# [Your objective]
What is wanted is an exact copy of the lines from the top of the listing through the line containing "use zip::write::SimpleFileOptions;".
══ Task input
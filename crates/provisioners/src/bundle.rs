//! Deployment package builder.
//!
//! A package is a zip archive of the runtime skeleton with the caller's
//! handler dropped in as [`HANDLER_FILE`]. The skeleton's entry point imports
//! that module and delegates each webhook event to it.

use std::fs::{self, File};
use std::io::{self, Cursor};
use std::path::{Path, PathBuf};

use pipeline::{DeploymentPackage, ProvisionError};
use tempfile::TempDir;
use thiserror::Error;
use tracing::debug;
use walkdir::WalkDir;
use zip::result::ZipError;
use zip::write::SimpleFileOptions;
use zip::{CompressionMethod, ZipWriter};

/// Archive path of the caller's handler inside the package.
pub const HANDLER_FILE: &str = "handler.py";

/// Skeleton files compiled into the binary.
const EMBEDDED_SKELETON: &[(&str, &str)] = &[(
    "lambda_handler_rest.py",
    include_str!("../skeleton/lambda_handler_rest.py"),
)];

#[derive(Debug, Error)]
pub enum BundleError {
    #[error("handler file {0} does not exist")]
    MissingHandler(PathBuf),

    #[error("handler path {0} is not a regular file")]
    HandlerNotAFile(PathBuf),

    #[error("skeleton directory {0} does not exist")]
    MissingSkeleton(PathBuf),

    #[error("could not stage {path}: {source}")]
    Io {
        path: PathBuf,
        #[source]
        source: io::Error,
    },

    #[error("could not walk {0}")]
    Walk(#[from] walkdir::Error),

    #[error("could not write archive: {0}")]
    Archive(#[from] ZipError),
}

impl From<BundleError> for ProvisionError {
    fn from(e: BundleError) -> Self {
        ProvisionError::Package(e.to_string())
    }
}

fn io_at(path: &Path) -> impl FnOnce(io::Error) -> BundleError + '_ {
    move |source| BundleError::Io {
        path: path.to_path_buf(),
        source,
    }
}

/// Where the runtime skeleton comes from.
#[derive(Debug, Clone, Default, PartialEq, Eq)]
pub enum Skeleton {
    /// The skeleton shipped with this crate.
    #[default]
    Embedded,
    /// Every file under a directory, copied with its relative layout.
    Directory(PathBuf),
}

#[derive(Debug, Clone, Default)]
pub struct BundleBuilder {
    skeleton: Skeleton,
    /// Parent of the per-build staging directories; the system temp dir if unset.
    staging_root: Option<PathBuf>,
}

impl BundleBuilder {
    pub fn new(skeleton: Skeleton) -> Self {
        Self {
            skeleton,
            staging_root: None,
        }
    }

    /// Stages builds under `root` instead of the system temp directory.
    pub fn with_staging_root(mut self, root: impl Into<PathBuf>) -> Self {
        self.staging_root = Some(root.into());
        self
    }

    /// Packages the skeleton together with `handler`.
    ///
    /// Files are staged in a fresh temporary directory per call, so concurrent
    /// builds never share state. Blocking; run it off the async executor.
    pub fn build(&self, handler: &Path) -> Result<DeploymentPackage, BundleError> {
        let metadata = match fs::metadata(handler) {
            Ok(metadata) => metadata,
            Err(e) if e.kind() == io::ErrorKind::NotFound => {
                return Err(BundleError::MissingHandler(handler.to_path_buf()))
            }
            Err(e) => return Err(io_at(handler)(e)),
        };
        if !metadata.is_file() {
            return Err(BundleError::HandlerNotAFile(handler.to_path_buf()));
        }

        let staging = self.staging_dir()?;
        self.stage_skeleton(staging.path())?;

        let target = staging.path().join(HANDLER_FILE);
        fs::copy(handler, &target).map_err(io_at(handler))?;

        let bytes = archive(staging.path())?;
        debug!(
            handler = %handler.display(),
            bytes = bytes.len(),
            "Deployment package built"
        );
        Ok(DeploymentPackage::new(bytes))
    }

    /// A fresh directory, removed when the returned guard drops.
    fn staging_dir(&self) -> Result<TempDir, BundleError> {
        let mut builder = tempfile::Builder::new();
        builder.prefix("hookwire-bundle-");
        match &self.staging_root {
            Some(root) => builder.tempdir_in(root).map_err(io_at(root)),
            None => builder.tempdir().map_err(io_at(Path::new("<tempdir>"))),
        }
    }

    fn stage_skeleton(&self, staging: &Path) -> Result<(), BundleError> {
        match &self.skeleton {
            Skeleton::Embedded => {
                for (name, contents) in EMBEDDED_SKELETON {
                    let path = staging.join(name);
                    fs::write(&path, contents).map_err(io_at(&path))?;
                }
            }
            Skeleton::Directory(root) => {
                if !root.is_dir() {
                    return Err(BundleError::MissingSkeleton(root.clone()));
                }
                for entry in WalkDir::new(root).min_depth(1) {
                    let entry = entry?;
                    let Ok(relative) = entry.path().strip_prefix(root) else {
                        continue;
                    };
                    let target = staging.join(relative);
                    if entry.file_type().is_dir() {
                        fs::create_dir_all(&target).map_err(io_at(&target))?;
                    } else {
                        fs::copy(entry.path(), &target).map_err(io_at(entry.path()))?;
                    }
                }
            }
        }
        Ok(())
    }
}

/// Zips every file under `root`, using `/`-separated paths relative to it.
fn archive(root: &Path) -> Result<Vec<u8>, BundleError> {
    let mut writer = ZipWriter::new(Cursor::new(Vec::new()));
    let options = SimpleFileOptions::default()
        .compression_method(CompressionMethod::Deflated)
        .unix_permissions(0o644);

    for entry in WalkDir::new(root).min_depth(1).sort_by_file_name() {
        let entry = entry?;
        let Ok(relative) = entry.path().strip_prefix(root) else {
            continue;
        };
        let name = relative
            .components()
            .map(|c| c.as_os_str().to_string_lossy())
            .collect::<Vec<_>>()
            .join("/");

        if entry.file_type().is_dir() {
            writer.add_directory(name, options)?;
        } else {
            writer.start_file(name, options)?;
            let mut file = File::open(entry.path()).map_err(io_at(entry.path()))?;
            io::copy(&mut file, &mut writer).map_err(io_at(entry.path()))?;
        }
    }

    Ok(writer.finish()?.into_inner())
}

#[cfg(test)]
mod tests {
    use std::io::Read;

    use zip::ZipArchive;

    use super::*;

    fn entries(package: &DeploymentPackage) -> Vec<(String, String)> {
        let mut archive = ZipArchive::new(Cursor::new(package.as_bytes())).unwrap();
        let mut out = Vec::new();
        for i in 0..archive.len() {
            let mut file = archive.by_index(i).unwrap();
            if file.is_dir() {
                out.push((file.name().to_owned(), String::new()));
                continue;
            }
            let mut contents = String::new();
            file.read_to_string(&mut contents).unwrap();
            out.push((file.name().to_owned(), contents));
        }
        out
    }

    fn handler(dir: &Path) -> PathBuf {
        let path = dir.join("my_logic.py");
        fs::write(&path, "def handler_logic(event):\n    return 200, 'ok'\n").unwrap();
        path
    }

    #[test]
    fn embedded_skeleton_is_packaged_with_the_handler() {
        let dir = tempfile::tempdir().unwrap();
        let package = BundleBuilder::default().build(&handler(dir.path())).unwrap();

        let entries = entries(&package);
        let names: Vec<_> = entries.iter().map(|(n, _)| n.as_str()).collect();
        assert_eq!(names, [HANDLER_FILE, "lambda_handler_rest.py"]);
        assert!(entries[0].1.contains("handler_logic"));
        assert!(entries[1].1.contains("def lambda_handler"));
    }

    #[test]
    fn directory_skeleton_keeps_its_layout() {
        let skeleton = tempfile::tempdir().unwrap();
        fs::write(skeleton.path().join("entry.py"), "import handler\n").unwrap();
        fs::create_dir(skeleton.path().join("lib")).unwrap();
        fs::write(skeleton.path().join("lib").join("util.py"), "X = 1\n").unwrap();
        // Replaced by the caller's handler.
        fs::write(skeleton.path().join(HANDLER_FILE), "placeholder\n").unwrap();

        let dir = tempfile::tempdir().unwrap();
        let builder = BundleBuilder::new(Skeleton::Directory(skeleton.path().to_path_buf()));
        let package = builder.build(&handler(dir.path())).unwrap();

        let entries = entries(&package);
        let names: Vec<_> = entries.iter().map(|(n, _)| n.as_str()).collect();
        assert_eq!(names, ["entry.py", HANDLER_FILE, "lib/", "lib/util.py"]);
        assert!(entries[1].1.contains("handler_logic"));
    }

    #[test]
    fn staging_directory_is_removed_after_each_build() {
        let dir = tempfile::tempdir().unwrap();
        let staging = tempfile::tempdir().unwrap();
        let handler = handler(dir.path());

        let builder = BundleBuilder::default().with_staging_root(staging.path());
        builder.build(&handler).unwrap();
        assert_eq!(fs::read_dir(staging.path()).unwrap().count(), 0);

        // Failures after staging started clean up too.
        let failing = BundleBuilder::new(Skeleton::Directory(dir.path().join("nope")))
            .with_staging_root(staging.path());
        assert!(failing.build(&handler).is_err());
        assert_eq!(fs::read_dir(staging.path()).unwrap().count(), 0);
    }

    #[test]
    fn missing_handler_is_reported() {
        let dir = tempfile::tempdir().unwrap();
        let err = BundleBuilder::default()
            .build(&dir.path().join("absent.py"))
            .unwrap_err();
        assert!(matches!(err, BundleError::MissingHandler(_)));
    }

    #[test]
    fn directory_handler_is_rejected() {
        let dir = tempfile::tempdir().unwrap();
        let err = BundleBuilder::default().build(dir.path()).unwrap_err();
        assert!(matches!(err, BundleError::HandlerNotAFile(_)));
    }

    #[test]
    fn missing_skeleton_directory_is_reported() {
        let dir = tempfile::tempdir().unwrap();
        let builder = BundleBuilder::new(Skeleton::Directory(dir.path().join("nope")));
        let err = builder.build(&handler(dir.path())).unwrap_err();
        assert!(matches!(err, BundleError::MissingSkeleton(_)));
    }

    #[test]
    fn bundle_errors_become_package_errors() {
        let err: ProvisionError = BundleError::MissingHandler(PathBuf::from("x.py")).into();
        assert!(matches!(err, ProvisionError::Package(msg) if msg.contains("x.py")));
    }
}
════
# [Answer box]
filename crates/provisioners/src/bundle.rs
//! Deployment package builder.
//!
//! A package is a zip archive of the runtime skeleton with the caller's
//! handler dropped in as [`HANDLER_FILE`]. The skeleton's entry point imports
//! that module and delegates each webhook event to it.

use std::fs::{self, File};
use std::io::{self, Cursor};
use std::path::{Path, PathBuf};

use pipeline::{DeploymentPackage, ProvisionError};
use tempfile::TempDir;
use thiserror::Error;
use tracing::debug;
use walkdir::WalkDir;
use zip::result::ZipError;
use zip::write::SimpleFileOptions;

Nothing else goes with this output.